What to produce: Copy the entries that follow, exactly and completely.

Dataset excerpts:
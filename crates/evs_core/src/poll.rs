use serde::Serialize;
use serde_json::Value;

use crate::{status_fields, OutputUpdate, PollPolicy};

/// Statuses that end polling successfully, compared case-insensitively.
pub const SUCCESS_STATUSES: &[&str] = &["COMPLETED", "SUCCESS", "SUCCESSFUL"];

/// Statuses that end polling with a job failure, compared case-insensitively.
pub const FAILURE_STATUSES: &[&str] = &["FAILED", "CANCELED", "CANCELLED"];

/// Last good observation of the remote job.
#[derive(Debug, Clone, PartialEq, Serialize)]
pub struct PollSnapshot {
    pub status: String,
    /// 0 to 100.
    pub progress: f64,
}

impl PollSnapshot {
    /// Progress as a floored whole percentage.
    pub fn percent(&self) -> u32 {
        self.progress.floor().clamp(0.0, 100.0) as u32
    }
}

impl Default for PollSnapshot {
    fn default() -> Self {
        Self {
            status: String::new(),
            progress: 0.0,
        }
    }
}

/// Why polling stopped.
#[derive(Debug, Clone, Copy, PartialEq, Eq)]
pub enum PollExit {
    Succeeded,
    Failed,
    DeadlineReached,
}

#[derive(Debug, Clone, PartialEq)]
pub enum PollMsg {
    /// One status response, already decoded with [`crate::parse_body`].
    StatusReceived { body: Value },
    /// The status call answered with a non-success HTTP code.
    StatusUnavailable { body: Value },
    /// The caller's deadline passed before a terminal status was seen.
    DeadlineReached,
}

#[derive(Debug, Clone, Copy, PartialEq, Eq)]
pub enum PollEffect {
    /// Floored progress rose since the last report.
    ReportProgress(u32),
    Finish(PollExit),
}

#[derive(Debug, Clone, PartialEq)]
pub struct PollState {
    policy: PollPolicy,
    snapshot: PollSnapshot,
    last_body: Value,
    last_reported: u32,
    cycles: u32,
    exit: Option<PollExit>,
}

impl PollState {
    pub fn new(policy: PollPolicy) -> Self {
        Self {
            policy,
            snapshot: PollSnapshot::default(),
            last_body: Value::Null,
            last_reported: 0,
            cycles: 0,
            exit: None,
        }
    }

    pub fn policy(&self) -> &PollPolicy {
        &self.policy
    }

    pub fn snapshot(&self) -> &PollSnapshot {
        &self.snapshot
    }

    /// Raw body of the most recent status response.
    pub fn last_body(&self) -> &Value {
        &self.last_body
    }

    pub fn cycles(&self) -> u32 {
        self.cycles
    }

    pub fn exit(&self) -> Option<PollExit> {
        self.exit
    }

    pub fn is_finished(&self) -> bool {
        self.exit.is_some()
    }

    /// Output update carrying the latest observation, whatever the outcome.
    pub fn final_update(&self) -> OutputUpdate {
        OutputUpdate::Final {
            status: self.snapshot.status.clone(),
            progress: self.snapshot.progress,
            body: self.last_body.clone(),
        }
    }

    /// In-place form of [`update`], for loops that must keep the state even
    /// when they bail out between messages.
    pub fn apply(&mut self, msg: PollMsg) -> Vec<PollEffect> {
        if self.is_finished() {
            return Vec::new();
        }

        match msg {
            PollMsg::StatusReceived { body } => {
                self.observe(body);
                let mut effects = Vec::with_capacity(2);
                let percent = self.snapshot.percent();
                if percent > self.last_reported {
                    self.last_reported = percent;
                    effects.push(PollEffect::ReportProgress(percent));
                }
                if let Some(exit) = classify(&self.snapshot, &self.policy) {
                    effects.push(self.finish(exit));
                }
                effects
            }
            PollMsg::StatusUnavailable { body } => {
                self.cycles += 1;
                self.last_body = body;
                Vec::new()
            }
            PollMsg::DeadlineReached => vec![self.finish(PollExit::DeadlineReached)],
        }
    }

    fn observe(&mut self, body: Value) {
        self.cycles += 1;
        if let Some(fields) = status_fields(&body) {
            if let Some(status) = fields.status {
                self.snapshot.status = status;
            }
            if let Some(progress) = fields.progress {
                self.snapshot.progress = progress;
            }
        }
        self.last_body = body;
    }

    fn finish(&mut self, exit: PollExit) -> PollEffect {
        self.exit = Some(exit);
        PollEffect::Finish(exit)
    }
}

/// Pure update function: applies one poll message and returns the effects the
/// poll loop must carry out. Messages after a finish are ignored.
pub fn update(mut state: PollState, msg: PollMsg) -> (PollState, Vec<PollEffect>) {
    let effects = state.apply(msg);
    (state, effects)
}

/// Terminal decision for one snapshot. Failure statuses win over progress.
pub fn classify(snapshot: &PollSnapshot, policy: &PollPolicy) -> Option<PollExit> {
    let status = snapshot.status.trim();
    let is_one_of = |vocabulary: &[&str]| {
        vocabulary
            .iter()
            .any(|candidate| candidate.eq_ignore_ascii_case(status))
    };

    if is_one_of(FAILURE_STATUSES) {
        return Some(PollExit::Failed);
    }
    let completion_matches = policy
        .completion_status
        .as_deref()
        .map(str::trim)
        .is_some_and(|expected| !expected.is_empty() && expected.eq_ignore_ascii_case(status));
    if completion_matches || is_one_of(SUCCESS_STATUSES) || snapshot.percent() >= policy.done_progress
    {
        return Some(PollExit::Succeeded);
    }
    None
}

Solution to the exercise:
filename crates/evs_core/src/poll.rs
use serde::Serialize;
use serde_json::Value;

use crate::{status_fields, OutputUpdate, PollPolicy};

/// Statuses that end polling successfully, compared case-insensitively.
pub const SUCCESS_STATUSES: &[&str] = &["COMPLETED", "SUCCESS", "SUCCESSFUL"];

/// Statuses that end polling with a job failure, compared case-insensitively.
pub const FAILURE_STATUSES: &[&str] = &["FAILED", "CANCELED", "CANCELLED"];

/// Last good observation of the remote job.
#[derive(Debug, Clone, PartialEq, Serialize)]
pub struct PollSnapshot {
    pub status: String,
    /// 0 to 100.
    pub progress: f64,
}

impl PollSnapshot {
    /// Progress as a floored whole percentage.
    pub fn percent(&self) -> u32 {
        self.progress.floor().clamp(0.0, 100.0) as u32
    }
}

impl Default for PollSnapshot {
    fn default() -> Self {
        Self {
            status: String::new(),
            progress: 0.0,
        }
    }
}

/// Why polling stopped.
#[derive(Debug, Clone, Copy, PartialEq, Eq)]
pub enum PollExit {
    Succeeded,
    Failed,
    DeadlineReached,
}

#[derive(Debug, Clone, PartialEq)]
pub enum PollMsg {
    /// One status response, already decoded with [`crate::parse_body`].
    StatusReceived { body: Value },
    /// The status call answered with a non-success HTTP code.
    StatusUnavailable { body: Value },
    /// The caller's deadline passed before a terminal status was seen.
    DeadlineReached,
}

#[derive(Debug, Clone, Copy, PartialEq, Eq)]
pub enum PollEffect {
    /// Floored progress rose since the last report.
    ReportProgress(u32),
    Finish(PollExit),
}

#[derive(Debug, Clone, PartialEq)]
pub struct PollState {
    policy: PollPolicy,
    snapshot: PollSnapshot,
    last_body: Value,
    last_reported: u32,
    cycles: u32,
    exit: Option<PollExit>,
}

impl PollState {
    pub fn new(policy: PollPolicy) -> Self {
        Self {
            policy,
            snapshot: PollSnapshot::default(),
            last_body: Value::Null,
            last_reported: 0,
            cycles: 0,
            exit: None,
        }
    }

    pub fn policy(&self) -> &PollPolicy {
        &self.policy
    }

    pub fn snapshot(&self) -> &PollSnapshot {
        &self.snapshot
    }

    /// Raw body of the most recent status response.
    pub fn last_body(&self) -> &Value {
        &self.last_body
    }

    pub fn cycles(&self) -> u32 {
        self.cycles
    }

    pub fn exit(&self) -> Option<PollExit> {
        self.exit
    }

    pub fn is_finished(&self) -> bool {
        self.exit.is_some()
    }

    /// Output update carrying the latest observation, whatever the outcome.
    pub fn final_update(&self) -> OutputUpdate {
        OutputUpdate::Final {
            status: self.snapshot.status.clone(),
            progress: self.snapshot.progress,
            body: self.last_body.clone(),
        }
    }

    /// In-place form of [`update`], for loops that must keep the state even
    /// when they bail out between messages.
    pub fn apply(&mut self, msg: PollMsg) -> Vec<PollEffect> {
        if self.is_finished() {
            return Vec::new();
        }

        match msg {
            PollMsg::StatusReceived { body } => {
                self.observe(body);
                let mut effects = Vec::with_capacity(2);
                let percent = self.snapshot.percent();
                if percent > self.last_reported {
                    self.last_reported = percent;
                    effects.push(PollEffect::ReportProgress(percent));
                }
                if let Some(exit) = classify(&self.snapshot, &self.policy) {
                    effects.push(self.finish(exit));
                }
                effects
            }
            PollMsg::StatusUnavailable { body } => {
                self.cycles += 1;
                self.last_body = body;
                Vec::new()
            }
            PollMsg::DeadlineReached => vec![self.finish(PollExit::DeadlineReached)],
        }
    }

    fn observe(&mut self, body: Value) {
        self.cycles += 1;
        if let Some(fields) = status_fields(&body) {
            if let Some(status) = fields.status {
                self.snapshot.status = status;
            }
            if let Some(progress) = fields.progress {
                self.snapshot.progress = progress;
            }
        }
        self.last_body = body;
    }

    fn finish(&mut self, exit: PollExit) -> PollEffect {
        self.exit = Some(exit);
        PollEffect::Finish(exit)
    }
}

/// Pure update function: applies one poll message and returns the effects the
/// poll loop must carry out. Messages after a finish are ignored.
pub fn update(mut state: PollState, msg: PollMsg) -> (PollState, Vec<PollEffect>) {
    let effects = state.apply(msg);
    (state, effects)
}

/// Terminal decision for one snapshot. Failure statuses win over progress.
pub fn classify(snapshot: &PollSnapshot, policy: &PollPolicy) -> Option<PollExit> {
    let status = snapshot.status.trim();
    let is_one_of = |vocabulary: &[&str]| {
        vocabulary
            .iter()
            .any(|candidate| candidate.eq_ignore_ascii_case(status))
    };

    if is_one_of(FAILURE_STATUSES) {
        return Some(PollExit::Failed);
    }
    let completion_matches = policy
        .completion_status
        .as_deref()
        .map(str::trim)
        .is_some_and(|expected| !expected.is_empty() && expected.eq_ignore_ascii_case(status));
    if completion_matches || is_one_of(SUCCESS_STATUSES) || snapshot.percent() >= policy.done_progress
    {
        return Some(PollExit::Succeeded);
    }
    None
}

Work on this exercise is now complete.